Only one stretch of the listing below is wanted. Begin at the line that has "repository a05363eb7b8027ed", stop after the line that has "use jobctl_storage::MaterializedState;", and repeat every line in between exactly.

+-------+

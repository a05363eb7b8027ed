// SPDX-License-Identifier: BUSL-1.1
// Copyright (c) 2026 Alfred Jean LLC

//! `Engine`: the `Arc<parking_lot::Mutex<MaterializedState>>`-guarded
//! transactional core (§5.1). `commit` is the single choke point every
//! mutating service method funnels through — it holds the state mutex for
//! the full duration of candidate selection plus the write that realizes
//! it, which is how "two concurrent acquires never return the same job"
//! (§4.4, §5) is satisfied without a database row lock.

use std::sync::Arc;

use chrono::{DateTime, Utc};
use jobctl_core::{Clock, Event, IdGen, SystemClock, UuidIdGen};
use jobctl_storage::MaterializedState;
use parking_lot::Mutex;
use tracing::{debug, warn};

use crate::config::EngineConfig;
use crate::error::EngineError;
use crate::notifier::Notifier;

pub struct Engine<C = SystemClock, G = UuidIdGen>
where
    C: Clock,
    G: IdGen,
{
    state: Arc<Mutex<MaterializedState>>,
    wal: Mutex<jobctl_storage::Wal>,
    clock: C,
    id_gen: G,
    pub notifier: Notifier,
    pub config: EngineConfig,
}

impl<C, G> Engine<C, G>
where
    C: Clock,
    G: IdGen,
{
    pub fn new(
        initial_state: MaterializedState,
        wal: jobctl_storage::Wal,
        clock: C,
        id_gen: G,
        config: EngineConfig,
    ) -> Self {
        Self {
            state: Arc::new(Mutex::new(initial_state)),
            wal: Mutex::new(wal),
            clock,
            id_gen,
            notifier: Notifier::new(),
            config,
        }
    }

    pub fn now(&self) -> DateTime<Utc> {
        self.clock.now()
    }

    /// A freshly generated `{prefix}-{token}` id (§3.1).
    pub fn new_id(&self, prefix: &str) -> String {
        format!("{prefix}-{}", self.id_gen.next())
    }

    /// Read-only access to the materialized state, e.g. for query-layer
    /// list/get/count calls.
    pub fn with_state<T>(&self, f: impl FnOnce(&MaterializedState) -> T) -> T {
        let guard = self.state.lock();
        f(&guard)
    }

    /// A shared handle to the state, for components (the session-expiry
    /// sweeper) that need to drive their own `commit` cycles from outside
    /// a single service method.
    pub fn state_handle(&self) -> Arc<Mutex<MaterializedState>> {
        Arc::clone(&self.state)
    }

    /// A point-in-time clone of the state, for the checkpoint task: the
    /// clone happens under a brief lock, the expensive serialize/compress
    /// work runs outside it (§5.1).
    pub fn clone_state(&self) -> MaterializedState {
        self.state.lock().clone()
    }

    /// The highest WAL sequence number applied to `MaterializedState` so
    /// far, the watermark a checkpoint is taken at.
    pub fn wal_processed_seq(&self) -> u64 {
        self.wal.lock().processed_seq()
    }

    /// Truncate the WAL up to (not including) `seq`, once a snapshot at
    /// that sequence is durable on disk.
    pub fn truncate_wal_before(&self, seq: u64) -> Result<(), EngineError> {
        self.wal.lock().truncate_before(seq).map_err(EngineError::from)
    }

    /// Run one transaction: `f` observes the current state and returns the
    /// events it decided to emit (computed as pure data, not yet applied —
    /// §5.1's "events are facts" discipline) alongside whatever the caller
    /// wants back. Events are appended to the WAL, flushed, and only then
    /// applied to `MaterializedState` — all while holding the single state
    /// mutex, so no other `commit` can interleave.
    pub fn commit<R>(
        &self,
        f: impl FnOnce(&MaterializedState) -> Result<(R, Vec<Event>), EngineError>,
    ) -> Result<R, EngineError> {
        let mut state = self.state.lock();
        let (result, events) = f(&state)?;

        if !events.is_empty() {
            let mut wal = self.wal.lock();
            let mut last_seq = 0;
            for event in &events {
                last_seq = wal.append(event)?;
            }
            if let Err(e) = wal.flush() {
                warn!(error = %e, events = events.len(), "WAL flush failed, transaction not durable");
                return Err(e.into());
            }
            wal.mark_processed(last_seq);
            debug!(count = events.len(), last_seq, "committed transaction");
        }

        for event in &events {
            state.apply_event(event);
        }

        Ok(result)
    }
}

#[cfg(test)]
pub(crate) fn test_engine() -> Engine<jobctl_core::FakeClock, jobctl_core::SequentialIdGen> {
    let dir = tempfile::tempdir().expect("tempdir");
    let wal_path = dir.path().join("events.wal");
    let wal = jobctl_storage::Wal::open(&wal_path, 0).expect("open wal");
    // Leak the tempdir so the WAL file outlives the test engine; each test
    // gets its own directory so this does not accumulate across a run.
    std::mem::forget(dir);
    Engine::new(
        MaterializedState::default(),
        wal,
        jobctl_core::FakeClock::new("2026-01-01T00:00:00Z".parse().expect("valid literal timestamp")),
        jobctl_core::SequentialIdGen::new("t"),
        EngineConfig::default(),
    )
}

+-------+

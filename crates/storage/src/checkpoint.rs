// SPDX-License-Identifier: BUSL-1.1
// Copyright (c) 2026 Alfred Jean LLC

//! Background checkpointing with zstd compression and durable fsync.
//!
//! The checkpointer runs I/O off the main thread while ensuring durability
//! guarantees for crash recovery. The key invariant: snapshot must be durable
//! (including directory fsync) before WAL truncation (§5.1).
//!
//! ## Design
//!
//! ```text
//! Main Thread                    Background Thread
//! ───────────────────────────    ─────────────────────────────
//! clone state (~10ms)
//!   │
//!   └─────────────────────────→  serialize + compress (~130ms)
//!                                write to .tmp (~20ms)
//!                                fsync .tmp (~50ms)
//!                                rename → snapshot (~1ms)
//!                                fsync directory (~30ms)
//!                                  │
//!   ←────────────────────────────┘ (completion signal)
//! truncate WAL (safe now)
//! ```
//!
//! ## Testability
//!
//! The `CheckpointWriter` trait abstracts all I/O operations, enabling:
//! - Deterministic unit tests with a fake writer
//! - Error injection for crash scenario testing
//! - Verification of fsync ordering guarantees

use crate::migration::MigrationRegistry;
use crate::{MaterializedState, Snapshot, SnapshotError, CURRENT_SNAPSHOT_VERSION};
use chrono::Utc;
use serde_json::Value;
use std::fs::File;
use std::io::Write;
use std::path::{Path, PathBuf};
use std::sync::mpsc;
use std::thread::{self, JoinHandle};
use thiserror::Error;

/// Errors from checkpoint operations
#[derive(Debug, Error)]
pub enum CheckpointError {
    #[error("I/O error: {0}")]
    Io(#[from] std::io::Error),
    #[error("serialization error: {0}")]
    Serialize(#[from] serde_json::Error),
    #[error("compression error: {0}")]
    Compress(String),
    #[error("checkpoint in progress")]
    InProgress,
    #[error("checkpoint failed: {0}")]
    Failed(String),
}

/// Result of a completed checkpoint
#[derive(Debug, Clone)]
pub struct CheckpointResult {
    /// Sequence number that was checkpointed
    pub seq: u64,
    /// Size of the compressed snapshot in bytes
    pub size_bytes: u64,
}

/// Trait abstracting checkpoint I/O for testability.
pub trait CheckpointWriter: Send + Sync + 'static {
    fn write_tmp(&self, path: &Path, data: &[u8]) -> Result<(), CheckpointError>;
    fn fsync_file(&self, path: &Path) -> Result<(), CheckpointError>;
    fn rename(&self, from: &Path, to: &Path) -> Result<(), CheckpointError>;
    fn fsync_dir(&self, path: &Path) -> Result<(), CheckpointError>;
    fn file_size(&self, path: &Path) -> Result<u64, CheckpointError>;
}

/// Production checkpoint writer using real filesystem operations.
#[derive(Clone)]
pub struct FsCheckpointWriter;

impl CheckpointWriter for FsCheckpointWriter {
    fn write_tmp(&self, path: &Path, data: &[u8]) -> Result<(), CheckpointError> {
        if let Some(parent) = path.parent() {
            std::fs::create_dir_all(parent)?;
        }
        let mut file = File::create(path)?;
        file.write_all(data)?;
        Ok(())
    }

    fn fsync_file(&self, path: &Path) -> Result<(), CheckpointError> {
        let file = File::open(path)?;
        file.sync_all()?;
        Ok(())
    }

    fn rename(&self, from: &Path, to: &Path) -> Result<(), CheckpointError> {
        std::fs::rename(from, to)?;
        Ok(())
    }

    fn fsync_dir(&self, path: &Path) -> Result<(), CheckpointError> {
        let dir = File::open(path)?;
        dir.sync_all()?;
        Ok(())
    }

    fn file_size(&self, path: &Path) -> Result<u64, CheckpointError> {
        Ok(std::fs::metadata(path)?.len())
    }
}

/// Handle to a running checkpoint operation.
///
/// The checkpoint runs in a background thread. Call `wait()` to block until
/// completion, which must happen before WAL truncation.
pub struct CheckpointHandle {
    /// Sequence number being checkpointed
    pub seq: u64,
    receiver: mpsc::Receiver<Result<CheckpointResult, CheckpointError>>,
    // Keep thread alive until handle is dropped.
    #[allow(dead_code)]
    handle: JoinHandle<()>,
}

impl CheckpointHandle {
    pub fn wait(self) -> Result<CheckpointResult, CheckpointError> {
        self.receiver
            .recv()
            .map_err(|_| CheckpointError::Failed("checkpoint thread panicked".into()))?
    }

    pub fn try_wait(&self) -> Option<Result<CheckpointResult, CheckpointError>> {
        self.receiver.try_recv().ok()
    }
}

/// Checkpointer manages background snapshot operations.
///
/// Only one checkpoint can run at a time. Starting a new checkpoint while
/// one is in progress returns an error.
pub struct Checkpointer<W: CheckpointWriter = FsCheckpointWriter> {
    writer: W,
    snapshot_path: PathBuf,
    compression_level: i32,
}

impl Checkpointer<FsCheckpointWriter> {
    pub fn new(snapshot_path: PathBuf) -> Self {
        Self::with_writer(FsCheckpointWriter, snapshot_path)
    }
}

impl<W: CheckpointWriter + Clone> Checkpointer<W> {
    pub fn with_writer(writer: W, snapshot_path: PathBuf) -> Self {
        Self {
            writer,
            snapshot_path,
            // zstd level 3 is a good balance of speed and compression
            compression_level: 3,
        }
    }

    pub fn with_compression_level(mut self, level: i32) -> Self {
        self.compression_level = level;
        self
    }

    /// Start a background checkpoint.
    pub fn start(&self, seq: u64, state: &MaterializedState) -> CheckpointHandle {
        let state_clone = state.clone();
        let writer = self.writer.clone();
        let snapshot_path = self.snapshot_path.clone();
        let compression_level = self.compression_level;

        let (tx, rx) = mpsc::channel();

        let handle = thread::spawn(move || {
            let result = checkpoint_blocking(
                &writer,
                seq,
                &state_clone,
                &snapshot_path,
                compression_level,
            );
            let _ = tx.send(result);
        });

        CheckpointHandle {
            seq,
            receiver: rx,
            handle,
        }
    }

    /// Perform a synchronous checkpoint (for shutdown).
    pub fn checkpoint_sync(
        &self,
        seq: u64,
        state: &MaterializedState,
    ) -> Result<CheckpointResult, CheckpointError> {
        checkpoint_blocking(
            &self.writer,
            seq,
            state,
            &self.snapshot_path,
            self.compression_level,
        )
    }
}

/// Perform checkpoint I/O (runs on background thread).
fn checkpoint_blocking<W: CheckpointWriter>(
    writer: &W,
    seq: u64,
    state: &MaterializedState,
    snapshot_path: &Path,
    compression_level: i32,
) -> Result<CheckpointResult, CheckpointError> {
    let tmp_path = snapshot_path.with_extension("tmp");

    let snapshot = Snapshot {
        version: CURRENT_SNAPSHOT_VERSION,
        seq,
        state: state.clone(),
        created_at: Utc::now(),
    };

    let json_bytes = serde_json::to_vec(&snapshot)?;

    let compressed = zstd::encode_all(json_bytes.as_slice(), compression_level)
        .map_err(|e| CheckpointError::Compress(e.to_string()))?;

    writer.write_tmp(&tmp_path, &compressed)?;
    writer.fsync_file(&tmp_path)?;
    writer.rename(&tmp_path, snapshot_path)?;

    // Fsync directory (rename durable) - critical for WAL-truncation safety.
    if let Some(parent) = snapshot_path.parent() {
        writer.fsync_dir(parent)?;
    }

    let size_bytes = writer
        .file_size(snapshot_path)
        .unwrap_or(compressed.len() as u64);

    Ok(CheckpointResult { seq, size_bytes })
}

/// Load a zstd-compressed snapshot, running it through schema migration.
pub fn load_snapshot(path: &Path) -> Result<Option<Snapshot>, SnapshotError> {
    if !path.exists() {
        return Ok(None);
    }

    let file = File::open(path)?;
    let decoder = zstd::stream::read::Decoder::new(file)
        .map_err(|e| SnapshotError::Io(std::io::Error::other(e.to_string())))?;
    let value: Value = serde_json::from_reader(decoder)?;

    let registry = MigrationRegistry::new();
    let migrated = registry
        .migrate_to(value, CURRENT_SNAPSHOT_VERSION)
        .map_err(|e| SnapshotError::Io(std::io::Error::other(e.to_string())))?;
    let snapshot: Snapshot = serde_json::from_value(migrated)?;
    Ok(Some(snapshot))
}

+-------+

● **Finished task**
repository a05363eb7b8027ed
// SPDX-License-Identifier: BUSL-1.1
// Copyright (c) 2026 Alfred Jean LLC

//! `Engine`: the `Arc<parking_lot::Mutex<MaterializedState>>`-guarded
//! transactional core (§5.1). `commit` is the single choke point every
//! mutating service method funnels through — it holds the state mutex for
//! the full duration of candidate selection plus the write that realizes
//! it, which is how "two concurrent acquires never return the same job"
//! (§4.4, §5) is satisfied without a database row lock.

use std::sync::Arc;

use chrono::{DateTime, Utc};
use jobctl_core::{Clock, Event, IdGen, SystemClock, UuidIdGen};
use jobctl_storage::MaterializedState;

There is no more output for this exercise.